Exercise:
For every line in the records that has the word "order", make a copy.

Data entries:
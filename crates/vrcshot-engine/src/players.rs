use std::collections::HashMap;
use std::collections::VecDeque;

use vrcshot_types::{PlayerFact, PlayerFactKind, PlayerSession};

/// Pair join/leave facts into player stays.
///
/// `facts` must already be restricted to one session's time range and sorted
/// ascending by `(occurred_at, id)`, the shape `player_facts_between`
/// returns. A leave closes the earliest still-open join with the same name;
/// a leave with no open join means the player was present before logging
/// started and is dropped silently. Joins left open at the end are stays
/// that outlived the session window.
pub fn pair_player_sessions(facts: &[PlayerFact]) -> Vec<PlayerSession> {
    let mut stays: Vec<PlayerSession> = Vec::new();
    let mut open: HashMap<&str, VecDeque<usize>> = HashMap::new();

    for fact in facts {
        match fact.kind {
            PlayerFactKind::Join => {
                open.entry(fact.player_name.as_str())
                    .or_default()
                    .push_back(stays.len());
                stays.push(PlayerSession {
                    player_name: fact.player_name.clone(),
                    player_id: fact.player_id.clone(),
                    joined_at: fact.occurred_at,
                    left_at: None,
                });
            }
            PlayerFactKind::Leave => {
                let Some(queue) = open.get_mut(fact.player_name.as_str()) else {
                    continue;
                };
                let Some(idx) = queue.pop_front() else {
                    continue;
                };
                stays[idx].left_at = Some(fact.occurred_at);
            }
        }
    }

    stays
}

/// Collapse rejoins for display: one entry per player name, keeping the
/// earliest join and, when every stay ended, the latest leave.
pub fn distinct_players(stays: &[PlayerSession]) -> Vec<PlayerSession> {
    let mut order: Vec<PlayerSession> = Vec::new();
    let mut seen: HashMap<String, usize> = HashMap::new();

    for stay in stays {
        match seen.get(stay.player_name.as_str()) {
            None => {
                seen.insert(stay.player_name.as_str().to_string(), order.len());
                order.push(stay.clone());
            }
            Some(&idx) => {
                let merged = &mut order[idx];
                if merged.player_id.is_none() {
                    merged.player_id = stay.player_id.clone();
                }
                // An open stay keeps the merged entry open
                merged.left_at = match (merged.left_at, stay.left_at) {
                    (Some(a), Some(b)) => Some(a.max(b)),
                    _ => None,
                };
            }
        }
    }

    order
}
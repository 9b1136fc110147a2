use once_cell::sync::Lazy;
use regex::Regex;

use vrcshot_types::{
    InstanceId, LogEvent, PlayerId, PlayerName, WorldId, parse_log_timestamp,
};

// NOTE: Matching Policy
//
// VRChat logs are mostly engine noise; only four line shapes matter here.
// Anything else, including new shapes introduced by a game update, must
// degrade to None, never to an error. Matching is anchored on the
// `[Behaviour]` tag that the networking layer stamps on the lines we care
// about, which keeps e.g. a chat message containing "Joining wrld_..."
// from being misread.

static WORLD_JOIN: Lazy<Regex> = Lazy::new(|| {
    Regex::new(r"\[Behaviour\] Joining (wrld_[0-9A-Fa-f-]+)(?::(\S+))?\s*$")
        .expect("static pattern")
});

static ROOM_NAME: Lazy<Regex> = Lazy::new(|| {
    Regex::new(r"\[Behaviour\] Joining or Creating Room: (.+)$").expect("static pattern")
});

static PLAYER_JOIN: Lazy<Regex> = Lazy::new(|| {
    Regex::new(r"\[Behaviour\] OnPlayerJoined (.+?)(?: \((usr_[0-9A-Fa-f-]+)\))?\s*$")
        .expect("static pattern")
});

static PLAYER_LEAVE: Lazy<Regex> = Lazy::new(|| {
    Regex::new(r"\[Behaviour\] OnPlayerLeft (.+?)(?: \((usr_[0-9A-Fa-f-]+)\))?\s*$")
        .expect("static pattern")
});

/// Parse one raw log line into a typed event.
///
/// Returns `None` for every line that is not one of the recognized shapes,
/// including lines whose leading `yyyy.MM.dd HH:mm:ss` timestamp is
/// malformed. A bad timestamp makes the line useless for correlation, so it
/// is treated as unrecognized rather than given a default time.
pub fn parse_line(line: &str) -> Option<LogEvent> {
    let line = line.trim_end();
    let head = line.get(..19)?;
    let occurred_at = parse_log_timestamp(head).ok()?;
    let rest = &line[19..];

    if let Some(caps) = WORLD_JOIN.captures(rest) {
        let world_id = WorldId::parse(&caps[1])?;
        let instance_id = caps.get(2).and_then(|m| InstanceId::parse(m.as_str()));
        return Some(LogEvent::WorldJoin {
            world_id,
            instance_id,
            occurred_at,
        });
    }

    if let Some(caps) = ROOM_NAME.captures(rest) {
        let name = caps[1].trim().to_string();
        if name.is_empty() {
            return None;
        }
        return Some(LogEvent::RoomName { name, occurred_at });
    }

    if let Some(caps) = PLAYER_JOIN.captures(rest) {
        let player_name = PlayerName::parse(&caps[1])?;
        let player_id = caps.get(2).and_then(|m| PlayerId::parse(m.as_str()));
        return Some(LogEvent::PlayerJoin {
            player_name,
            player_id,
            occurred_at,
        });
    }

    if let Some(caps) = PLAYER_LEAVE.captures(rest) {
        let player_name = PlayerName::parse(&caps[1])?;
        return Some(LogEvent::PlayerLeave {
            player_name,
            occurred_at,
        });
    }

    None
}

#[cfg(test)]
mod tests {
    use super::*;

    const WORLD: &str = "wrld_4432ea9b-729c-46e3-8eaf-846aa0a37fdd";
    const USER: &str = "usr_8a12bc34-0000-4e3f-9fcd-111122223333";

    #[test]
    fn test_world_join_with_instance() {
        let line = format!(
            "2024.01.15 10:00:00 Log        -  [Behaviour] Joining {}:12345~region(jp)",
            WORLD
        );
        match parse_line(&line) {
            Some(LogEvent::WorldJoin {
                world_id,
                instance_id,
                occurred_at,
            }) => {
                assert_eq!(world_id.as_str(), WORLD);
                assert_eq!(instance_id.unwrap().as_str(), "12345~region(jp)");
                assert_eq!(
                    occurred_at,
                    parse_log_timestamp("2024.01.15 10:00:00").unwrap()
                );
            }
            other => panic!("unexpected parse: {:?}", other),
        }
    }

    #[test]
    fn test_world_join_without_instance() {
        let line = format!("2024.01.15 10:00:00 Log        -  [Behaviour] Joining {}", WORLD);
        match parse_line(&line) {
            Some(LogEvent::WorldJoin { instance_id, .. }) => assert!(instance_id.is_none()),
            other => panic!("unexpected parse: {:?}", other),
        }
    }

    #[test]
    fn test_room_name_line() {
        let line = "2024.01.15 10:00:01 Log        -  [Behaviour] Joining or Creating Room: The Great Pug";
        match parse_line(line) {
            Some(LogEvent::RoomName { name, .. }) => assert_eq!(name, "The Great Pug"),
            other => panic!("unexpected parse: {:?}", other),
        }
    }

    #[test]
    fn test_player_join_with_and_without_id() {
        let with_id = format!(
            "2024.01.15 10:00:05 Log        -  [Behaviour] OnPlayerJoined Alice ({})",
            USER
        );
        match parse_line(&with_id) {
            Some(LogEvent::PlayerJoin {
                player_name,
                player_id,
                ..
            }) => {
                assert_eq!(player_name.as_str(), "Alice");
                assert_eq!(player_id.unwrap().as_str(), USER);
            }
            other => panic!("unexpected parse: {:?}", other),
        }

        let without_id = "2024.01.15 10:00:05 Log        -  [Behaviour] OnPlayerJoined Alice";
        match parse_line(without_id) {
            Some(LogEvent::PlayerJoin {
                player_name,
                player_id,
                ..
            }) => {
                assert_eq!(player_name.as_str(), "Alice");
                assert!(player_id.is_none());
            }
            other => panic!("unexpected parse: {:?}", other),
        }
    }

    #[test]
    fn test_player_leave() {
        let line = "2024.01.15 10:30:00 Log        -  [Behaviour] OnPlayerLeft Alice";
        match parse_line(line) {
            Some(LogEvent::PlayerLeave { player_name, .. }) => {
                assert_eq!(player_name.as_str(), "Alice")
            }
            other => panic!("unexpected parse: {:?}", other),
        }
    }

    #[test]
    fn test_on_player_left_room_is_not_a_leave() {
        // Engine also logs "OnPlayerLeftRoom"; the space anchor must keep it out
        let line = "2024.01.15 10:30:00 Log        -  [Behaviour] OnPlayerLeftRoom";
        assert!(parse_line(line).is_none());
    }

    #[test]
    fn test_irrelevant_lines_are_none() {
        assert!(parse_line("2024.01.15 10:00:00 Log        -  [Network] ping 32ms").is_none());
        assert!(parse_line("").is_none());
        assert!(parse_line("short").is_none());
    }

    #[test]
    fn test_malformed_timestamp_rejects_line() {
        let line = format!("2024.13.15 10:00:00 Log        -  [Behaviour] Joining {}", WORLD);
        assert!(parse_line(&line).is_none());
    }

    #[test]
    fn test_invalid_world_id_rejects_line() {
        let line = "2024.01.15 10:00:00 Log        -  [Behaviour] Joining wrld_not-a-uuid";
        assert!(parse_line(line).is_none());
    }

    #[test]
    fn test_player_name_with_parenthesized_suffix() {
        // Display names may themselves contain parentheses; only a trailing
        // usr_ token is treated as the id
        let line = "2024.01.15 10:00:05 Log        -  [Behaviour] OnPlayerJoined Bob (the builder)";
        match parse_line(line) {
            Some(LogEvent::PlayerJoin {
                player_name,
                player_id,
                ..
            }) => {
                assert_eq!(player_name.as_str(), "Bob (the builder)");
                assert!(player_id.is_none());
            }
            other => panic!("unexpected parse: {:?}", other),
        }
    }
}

Worked solution:
    let mut order: Vec<PlayerSession> = Vec::new();
                seen.insert(stay.player_name.as_str().to_string(), order.len());
                order.push(stay.clone());
                let merged = &mut order[idx];
    order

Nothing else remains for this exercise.